■ Entries provided:
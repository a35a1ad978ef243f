//! User and file storage traits

use async_trait::async_trait;

use super::model::User;
use crate::Result;

/// Access to user accounts
#[async_trait]
pub trait UserDirectory: Send + Sync {
    /// Get a user by ID
    async fn get(&self, user_id: &str) -> Result<User>;

    /// Delete a user account
    async fn delete(&self, user_id: &str) -> Result<()>;
}

/// Access to stored files
#[async_trait]
pub trait FileStorage: Send + Sync {
    /// Delete a file from a bucket
    async fn delete_file(&self, bucket_id: &str, file_id: &str) -> Result<()>;
}
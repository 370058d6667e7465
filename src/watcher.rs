//! Filesystem watcher for the managed root.
//!
//! Bridges notify's callback thread into the async runtime over a bounded
//! channel, coalesces save bursts with a debouncer, and turns surviving
//! mutations into index work: deletions are applied to the index inline
//! before their event reaches any subscriber, creations and modifications
//! mark the containing index folder pending for the worker.

use std::collections::HashMap;
use std::path::{Component, Path, PathBuf};
use std::sync::{Arc, Mutex, PoisonError};
use std::time::{Duration, Instant};

use anyhow::{Context, Result};
use notify::event::{CreateKind, ModifyKind, RemoveKind, RenameMode};
use notify::{Event, EventKind, RecursiveMode, Watcher};
use tokio::sync::{mpsc, watch};

use crate::events::{EventBus, FsEvent, FsEventKind, IndexEvent};
use crate::indexer::{path_str, Indexer};

/// Debounces change events by path.
///
/// Each recorded change resets the path's timer; `take_ready` hands back
/// paths that have stayed quiet for the configured window.
#[derive(Debug)]
pub struct Debouncer {
    pending: HashMap<PathBuf, Instant>,
    window: Duration,
}

impl Debouncer {
    pub fn new(debounce_ms: u64) -> Self {
        Debouncer {
            pending: HashMap::new(),
            window: Duration::from_millis(debounce_ms),
        }
    }

    pub fn record(&mut self, path: PathBuf) {
        self.pending.insert(path, Instant::now());
    }

    pub fn remove(&mut self, path: &Path) {
        self.pending.remove(path);
    }

    /// Paths quiet for at least the debounce window, removed from pending.
    pub fn take_ready(&mut self) -> Vec<PathBuf> {
        let now = Instant::now();
        let mut ready = Vec::new();
        self.pending.retain(|path, last_change| {
            if now.duration_since(*last_change) >= self.window {
                ready.push(path.clone());
                false
            } else {
                true
            }
        });
        ready
    }

    pub fn has_pending(&self) -> bool {
        !self.pending.is_empty()
    }
}

/// Shared mute list for watcher events.
///
/// Bulk operations suppress their subtree for the duration so the watcher
/// does not chase self-inflicted events. Unsuppression is tied to guard
/// drop and therefore happens on every exit path, panics included.
#[derive(Clone, Default)]
pub struct PathSuppressor {
    inner: Arc<Mutex<HashMap<PathBuf, usize>>>,
}

impl PathSuppressor {
    pub fn new() -> Self {
        Self::default()
    }

    /// Mute everything under `path` until the returned guard drops.
    pub fn suppress(&self, path: &Path) -> SuppressGuard {
        let path = path.to_path_buf();
        let mut set = self.inner.lock().unwrap_or_else(PoisonError::into_inner);
        *set.entry(path.clone()).or_insert(0) += 1;
        SuppressGuard {
            inner: Arc::clone(&self.inner),
            path,
        }
    }

    pub fn is_suppressed(&self, path: &Path) -> bool {
        let set = self.inner.lock().unwrap_or_else(PoisonError::into_inner);
        set.keys().any(|root| path.starts_with(root))
    }
}

pub struct SuppressGuard {
    inner: Arc<Mutex<HashMap<PathBuf, usize>>>,
    path: PathBuf,
}

impl Drop for SuppressGuard {
    fn drop(&mut self) {
        let mut set = self.inner.lock().unwrap_or_else(PoisonError::into_inner);
        if let Some(count) = set.get_mut(&self.path) {
            *count -= 1;
            if *count == 0 {
                set.remove(&self.path);
            }
        }
    }
}

pub struct FileWatcher {
    root: PathBuf,
    indexer: Arc<Indexer>,
    bus: EventBus,
    suppressor: PathSuppressor,
    debouncer: Debouncer,
    event_rx: mpsc::Receiver<notify::Result<Event>>,
    _watcher: notify::RecommendedWatcher,
}

impl FileWatcher {
    pub fn new(
        root: &Path,
        indexer: Arc<Indexer>,
        bus: EventBus,
        suppressor: PathSuppressor,
        debounce_ms: u64,
    ) -> Result<FileWatcher> {
        let root = std::fs::canonicalize(root)
            .with_context(|| format!("watch root not found: {}", root.display()))?;

        // notify calls back from its own thread; blocking_send is the
        // only safe crossing into the async side.
        let (tx, rx) = mpsc::channel(256);
        let mut watcher = notify::recommended_watcher(move |res: notify::Result<Event>| {
            let _ = tx.blocking_send(res);
        })?;
        watcher.watch(&root, RecursiveMode::Recursive)?;

        Ok(FileWatcher {
            root,
            indexer,
            bus,
            suppressor,
            debouncer: Debouncer::new(debounce_ms),
            event_rx: rx,
            _watcher: watcher,
        })
    }

    /// Run until `stop` fires or the notify side goes away.
    pub async fn run(mut self, mut stop: watch::Receiver<bool>) {
        tracing::info!(root = %self.root.display(), "watcher started");

        loop {
            let tick = tokio::time::sleep(Duration::from_millis(100));
            tokio::pin!(tick);

            tokio::select! {
                maybe = self.event_rx.recv() => {
                    match maybe {
                        Some(Ok(event)) => self.handle_notify_event(event).await,
                        Some(Err(e)) => tracing::error!(error = %e, "watch error"),
                        None => break,
                    }
                }
                _ = &mut tick => {
                    for path in self.debouncer.take_ready() {
                        self.handle_settled_change(&path).await;
                    }
                }
                changed = stop.changed() => {
                    if changed.is_err() || *stop.borrow() {
                        break;
                    }
                }
            }
        }

        tracing::info!("watcher stopped");
    }

    async fn handle_notify_event(&mut self, event: Event) {
        for fs_event in map_event(&event) {
            if self.should_ignore(&fs_event.path) {
                continue;
            }
            match fs_event.kind {
                FsEventKind::Created | FsEventKind::Modified => {
                    self.bus.publish(IndexEvent::Fs(fs_event.clone()));
                    self.debouncer.record(fs_event.path);
                }
                FsEventKind::Deleted => {
                    self.debouncer.remove(&fs_event.path);
                    self.apply_deletion(&fs_event.path).await;
                    self.bus.publish(IndexEvent::Fs(fs_event));
                }
                FsEventKind::Moved => {
                    // The source vanishes like a deletion; the destination
                    // settles like a creation.
                    self.debouncer.remove(&fs_event.path);
                    self.apply_deletion(&fs_event.path).await;
                    if let Some(dest) = &fs_event.dest {
                        if !self.should_ignore(dest) {
                            self.debouncer.record(dest.clone());
                        }
                    }
                    self.bus.publish(IndexEvent::Fs(fs_event));
                }
            }
        }
    }

    /// A path that stayed quiet through the debounce window: queue its
    /// containing index folder, or treat it as deleted if it vanished in
    /// the meantime.
    async fn handle_settled_change(&self, path: &Path) {
        if !path.exists() {
            self.apply_deletion(path).await;
            self.bus.publish(IndexEvent::Fs(FsEvent {
                kind: FsEventKind::Deleted,
                path: path.to_path_buf(),
                is_dir: false,
                dest: None,
            }));
            return;
        }

        match self
            .indexer
            .invalidate_containing_folder(&path_str(path))
            .await
        {
            Ok(Some(folder)) => {
                tracing::debug!(path = %path.display(), folder, "queued containing index folder");
            }
            Ok(None) => {
                tracing::trace!(path = %path.display(), "no registered index folder contains path");
            }
            Err(e) => {
                tracing::error!(path = %path.display(), error = %format!("{:#}", e), "failed to queue folder");
            }
        }
    }

    /// Inline index cleanup for a deletion. Runs before the event is
    /// broadcast and never propagates a failure into the watch loop.
    async fn apply_deletion(&self, path: &Path) {
        match self.indexer.remove_path(&path_str(path)).await {
            Ok(removed) => {
                if removed > 0 {
                    tracing::info!(path = %path.display(), removed, "removed deleted path from index");
                }
            }
            Err(e) => {
                tracing::error!(path = %path.display(), error = %format!("{:#}", e), "failed to remove deleted path");
            }
        }
    }

    fn should_ignore(&self, path: &Path) -> bool {
        self.suppressor.is_suppressed(path) || is_hidden(path, &self.root)
    }
}

/// True when any component below `root` is a dot-entry.
fn is_hidden(path: &Path, root: &Path) -> bool {
    let rel = path.strip_prefix(root).unwrap_or(path);
    rel.components().any(|c| {
        matches!(c, Component::Normal(name) if name.to_string_lossy().starts_with('.'))
    })
}

/// Flatten one notify event into the watcher's own event shape.
///
/// Directory-level modifications are dropped as noise; renames with both
/// ends known become a single move, half-known renames degrade to a
/// deletion or creation.
fn map_event(event: &Event) -> Vec<FsEvent> {
    match &event.kind {
        EventKind::Create(kind) => event
            .paths
            .iter()
            .map(|p| FsEvent {
                kind: FsEventKind::Created,
                path: p.clone(),
                is_dir: matches!(kind, CreateKind::Folder) || p.is_dir(),
                dest: None,
            })
            .collect(),
        EventKind::Remove(kind) => event
            .paths
            .iter()
            .map(|p| FsEvent {
                kind: FsEventKind::Deleted,
                path: p.clone(),
                is_dir: matches!(kind, RemoveKind::Folder),
                dest: None,
            })
            .collect(),
        EventKind::Modify(ModifyKind::Name(RenameMode::Both)) if event.paths.len() == 2 => {
            let dest = event.paths[1].clone();
            vec![FsEvent {
                kind: FsEventKind::Moved,
                path: event.paths[0].clone(),
                is_dir: dest.is_dir(),
                dest: Some(dest),
            }]
        }
        EventKind::Modify(ModifyKind::Name(RenameMode::From)) => event
            .paths
            .iter()
            .map(|p| FsEvent {
                kind: FsEventKind::Deleted,
                path: p.clone(),
                is_dir: false,
                dest: None,
            })
            .collect(),
        EventKind::Modify(ModifyKind::Name(RenameMode::To)) => event
            .paths
            .iter()
            .map(|p| FsEvent {
                kind: FsEventKind::Created,
                path: p.clone(),
                is_dir: p.is_dir(),
                dest: None,
            })
            .collect(),
        EventKind::Modify(_) => event
            .paths
            .iter()
            .filter(|p| !p.is_dir())
            .map(|p| FsEvent {
                kind: FsEventKind::Modified,
                path: p.clone(),
                is_dir: false,
                dest: None,
            })
            .collect(),
        _ => Vec::new(),
    }
}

■ What the task requires:
Each line above that contains "channel" must be copied out.

■ Answer box:
//! channel, coalesces save bursts with a debouncer, and turns surviving
        let (tx, rx) = mpsc::channel(256);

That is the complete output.